During the past year, KOREC’s in-house software development team has been approached many times over by customers with very specific requests like “We want to move from pen and paper to digital data collection but want to retain our existing workflow because it works well – off-the-peg data capture software won’t allow us to do this.” Or “We want software that automatically calculates a value we need out in the field for immediate decision making rather than our current systems that require us to process information back in the office.”
Of course, a customised system must deliver a tangible return on investment (ROI) for it to be worth both the effort and investment required to develop it, but here’s where things get interesting. Often our customers may work in very different industries but their needs are exactly the same. A Bluetooth link developed for use between K-Mobile data capture software running on a Trimble handheld and an external sensor improves productivity for both the pipeline walker using an electro-magnetic underground utility tracing device and for the environmentalist working on an ocean trawler with Bluetooth enabled fish measurement calipers. Similarly, a gully cleansing company and a forestry service have come to us with similar needs. Both wished to collect data and generate reports that would enable them to move away from inspection policies based on ‘every six months’ to an intelligent one driven by the principal of when a task should be done and not when it was last done.
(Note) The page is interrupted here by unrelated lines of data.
//! HTTP API for the gateway endpoints.

mod handlers;
mod types;

pub use handlers::{create_router, AppState};
pub use types::*;
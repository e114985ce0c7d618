//! Gateway error taxonomy.
//!
//! Every failure in the callback path is terminal for that request: the
//! processor threads a `Result` through each stage and the HTTP layer turns
//! the error into a single user-facing message via [`PaymentError::user_message`].

use klump_client::KlumpError;
use thiserror::Error;

/// Errors raised by the gateway core.
#[derive(Error, Debug)]
pub enum PaymentError {
    /// Gateway configuration could not be loaded or is incomplete.
    #[error("Configuration error: {0}")]
    ConfigLoadFailure(String),

    /// The gateway module is not activated.
    #[error("Module not activated")]
    ModuleInactive,

    /// Klump could not be reached (network, TLS, timeout).
    #[error("Klump unreachable: {0}")]
    ProviderUnreachable(String),

    /// Klump answered with a non-2xx status or an unparseable body.
    #[error("Invalid response from Klump: {0}")]
    ProviderResponseInvalid(String),

    /// The verification response carried no transaction payload.
    #[error("No transaction data for reference {0}")]
    MissingTransactionData(String),

    /// The callback named an invoice the host does not know.
    #[error("Invalid invoice ID: {0}")]
    InvalidInvoiceId(u64),

    /// A payment with this reference is already recorded
    /// (double-credit prevention).
    #[error("Transaction already recorded: {0}")]
    DuplicateTransaction(String),

    /// The invoice's billing currency could not be resolved. Raised loudly
    /// instead of silently skipping conversion, which would post the wrong
    /// amount.
    #[error("Could not resolve billing currency for invoice {0}")]
    CurrencyResolutionFailed(u64),

    /// The host ledger rejected the payment record.
    #[error("Settlement failed: {0}")]
    SettlementFailed(String),

    /// Checkout requested in a currency Klump does not support.
    #[error("Currency {0} is not supported")]
    UnsupportedCurrency(String),

    /// Checkout amount below the provider's loan minimum.
    #[error("Amount {amount} is below the minimum of {minimum}")]
    BelowMinimumAmount { amount: f64, minimum: f64 },

    /// Host ledger storage fault.
    #[error("Ledger error: {0}")]
    Ledger(String),

    /// Internal error.
    #[error("Internal error: {0}")]
    Internal(String),
}

impl PaymentError {
    /// Minimal human-readable message shown to the paying customer.
    ///
    /// Never exposes internal detail; the verification-failure message
    /// optionally names a support contact, mirroring the hosted gateway's
    /// behaviour.
    pub fn user_message(&self, support_contact: Option<&str>) -> String {
        match self {
            PaymentError::ModuleInactive => "Module Not Activated.".to_string(),
            PaymentError::MissingTransactionData(_) => match support_contact {
                Some(contact) => format!(
                    "Failed to verify transaction at the moment. Kindly send an email \
                     with your invoice ID and payment reference to {contact}."
                ),
                None => "Failed to verify transaction at the moment.".to_string(),
            },
            PaymentError::ProviderUnreachable(_) | PaymentError::ProviderResponseInvalid(_) => {
                "Failed to verify transaction.".to_string()
            }
            PaymentError::InvalidInvoiceId(_) => "Invalid invoice.".to_string(),
            PaymentError::DuplicateTransaction(_) => {
                "This payment has already been recorded.".to_string()
            }
            PaymentError::UnsupportedCurrency(code) => {
                format!("Selected ({code}) currency isn't supported.")
            }
            PaymentError::BelowMinimumAmount { minimum, .. } => {
                format!("Klump is only available for amounts from {minimum}.")
            }
            _ => "An error occurred processing your payment.".to_string(),
        }
    }
}

impl From<KlumpError> for PaymentError {
    fn from(err: KlumpError) -> Self {
        match err {
            KlumpError::EmptyReference => {
                PaymentError::MissingTransactionData("empty reference".to_string())
            }
            // A 5xx means the provider itself is down, not that it answered
            // with a bad shape.
            KlumpError::Api { status, message } if status >= 500 => {
                PaymentError::ProviderUnreachable(format!("{status} - {message}"))
            }
            e if e.is_transport() => PaymentError::ProviderUnreachable(e.to_string()),
            e => PaymentError::ProviderResponseInvalid(e.to_string()),
        }
    }
}

/// Result type alias for gateway operations.
pub type Result<T> = std::result::Result<T, PaymentError>;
The gully company now targets specific drains based on silt levels and the forestry service inspects its picnic furniture and view point benches at high usage times rather than the middle of winter. In both cases, the same technology was used but for very different applications and this is what keeps customisation costs down and within budget.
Our guiding principal with these customisations is that a little bit of effort to get it right, especially in the field, pays huge dividends in terms of ROI.
Case Study 1: Digitising Complex Manhole Cards Using Customised Templates to Improve Data Quality and Cut Office Processing Time by Two Thirds
RPS Group Plc is a multinational energy resources and environmental consultancy that advises clients on the built and natural environment. Operating out of the company’s geomatics department in Staffordshire is the Survey Manager for England and Wales, Chris Alcock, who has lately run several manhole and asset survey programmes on behalf of both the private and public sectors as part of their work as topographical and underground utility surveyors.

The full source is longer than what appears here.